### Data records
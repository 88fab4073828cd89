//! Per-category change listeners
//!
//! Each category has at most one handler. Handlers run synchronously after
//! the cache mutation and see the cache read-only. Every change is also
//! published on a `watch` channel for async consumers.

use serde::Serialize;
use tokio::sync::watch;
use tracing::trace;

use crate::cache::{BulkOutcome, DataCache};
use crate::types::Category;

/// What happened to a category's cached data
#[derive(Debug, Clone, Copy, PartialEq, Eq, Serialize)]
pub enum ChangeKind {
    /// Cleared for a new request
    Reset,
    /// Count received; the list is loaded
    Count(usize),
    /// One item written at this index
    Item(usize),
    /// A bulk payload replaced the list
    Bulk(BulkOutcome),
}

/// A cache change, passed to listeners
#[derive(Debug, Clone, Copy, PartialEq, Eq, Serialize)]
pub struct DataChange {
    pub category: Category,
    pub kind: ChangeKind,
}

impl DataChange {
    pub fn new(category: Category, kind: ChangeKind) -> Self {
        Self { category, kind }
    }
}

/// Listener callback
pub type ChangeHandler = Box<dyn FnMut(&DataChange, &DataCache)>;

/// Listener table, one slot per category
pub struct ListenerRegistry {
    handlers: [Option<ChangeHandler>; 4],
    changes: watch::Sender<Option<DataChange>>,
}

impl Default for ListenerRegistry {
    fn default() -> Self {
        Self::new()
    }
}

impl std::fmt::Debug for ListenerRegistry {
    fn fmt(&self, f: &mut std::fmt::Formatter<'_>) -> std::fmt::Result {
        let registered: Vec<Category> = Category::ALL
            .into_iter()
            .filter(|category| self.handlers[category.slot()].is_some())
            .collect();
        f.debug_struct("ListenerRegistry").field("registered", &registered).finish()
    }
}

impl ListenerRegistry {
    pub fn new() -> Self {
        let (changes, _) = watch::channel(None);
        Self { handlers: [None, None, None, None], changes }
    }

    /// Install `handler` for `category`, replacing any previous one
    pub fn set_changed_handler<F>(&mut self, category: Category, handler: F)
    where
        F: FnMut(&DataChange, &DataCache) + 'static,
    {
        self.handlers[category.slot()] = Some(Box::new(handler));
    }

    /// Remove the handler for `category`
    pub fn clear(&mut self, category: Category) {
        self.handlers[category.slot()] = None;
    }

    pub fn is_registered(&self, category: Category) -> bool {
        self.handlers[category.slot()].is_some()
    }

    /// Receiver that sees the latest change of any category
    pub fn subscribe(&self) -> watch::Receiver<Option<DataChange>> {
        self.changes.subscribe()
    }

    /// Call the category's handler once; returns whether one was registered
    pub fn notify(&mut self, change: &DataChange, cache: &DataCache) -> bool {
        self.changes.send_replace(Some(*change));

        match self.handlers[change.category.slot()].as_mut() {
            Some(handler) => {
                trace!(category = %change.category, kind = ?change.kind, "Notifying listener");
                handler(change, cache);
                true
            }
            None => false,
        }
    }
}

#[cfg(test)]
mod tests {
    use super::*;
    use std::cell::RefCell;
    use std::rc::Rc;

    #[test]
    fn notify_without_listener_is_a_no_op() {
        let mut registry = ListenerRegistry::new();
        let cache = DataCache::new();
        let change = DataChange::new(Category::Overview, ChangeKind::Reset);
        assert!(!registry.notify(&change, &cache));
    }

    #[test]
    fn handler_runs_once_per_notify() {
        let mut registry = ListenerRegistry::new();
        let cache = DataCache::new();
        let calls = Rc::new(RefCell::new(Vec::new()));

        let seen = Rc::clone(&calls);
        registry.set_changed_handler(Category::DriverStandings, move |change, _| {
            seen.borrow_mut().push(*change);
        });

        let change = DataChange::new(Category::DriverStandings, ChangeKind::Count(20));
        assert!(registry.notify(&change, &cache));
        assert!(!registry.notify(&DataChange::new(Category::TeamStandings, ChangeKind::Reset), &cache));

        assert_eq!(calls.borrow().as_slice(), &[change]);
    }

    #[test]
    fn replacing_a_handler_drops_the_old_one() {
        let mut registry = ListenerRegistry::new();
        let cache = DataCache::new();
        let first = Rc::new(RefCell::new(0));
        let second = Rc::new(RefCell::new(0));

        let counter = Rc::clone(&first);
        registry.set_changed_handler(Category::Overview, move |_, _| *counter.borrow_mut() += 1);
        let counter = Rc::clone(&second);
        registry.set_changed_handler(Category::Overview, move |_, _| *counter.borrow_mut() += 1);

        registry.notify(&DataChange::new(Category::Overview, ChangeKind::Item(0)), &cache);
        assert_eq!((*first.borrow(), *second.borrow()), (0, 1));

        registry.clear(Category::Overview);
        assert!(!registry.is_registered(Category::Overview));
    }

    #[test]
    fn handler_reads_the_cache() {
        let mut registry = ListenerRegistry::new();
        let mut cache = DataCache::new();
        cache.load_bulk(Category::TeamStandings, None, "1|McLaren|666\n2|Ferrari|652");

        let total = Rc::new(RefCell::new(0));
        let sum = Rc::clone(&total);
        registry.set_changed_handler(Category::TeamStandings, move |_, cache| {
            *sum.borrow_mut() = cache.team_standings().items().map(|team| team.points).sum();
        });

        registry.notify(&DataChange::new(Category::TeamStandings, ChangeKind::Count(2)), &cache);
        assert_eq!(*total.borrow(), 1318);
    }

    #[test]
    fn subscribers_see_the_latest_change() {
        let mut registry = ListenerRegistry::new();
        let cache = DataCache::new();
        let receiver = registry.subscribe();

        let change = DataChange::new(Category::RaceDetails, ChangeKind::Reset);
        registry.notify(&change, &cache);
        assert_eq!(*receiver.borrow(), Some(change));
    }
}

### What you need to do
Using the records above, find and show each line with the string "Option".

### Answer below
    handlers: [Option<ChangeHandler>; 4],
    changes: watch::Sender<Option<DataChange>>,
    pub fn subscribe(&self) -> watch::Receiver<Option<DataChange>> {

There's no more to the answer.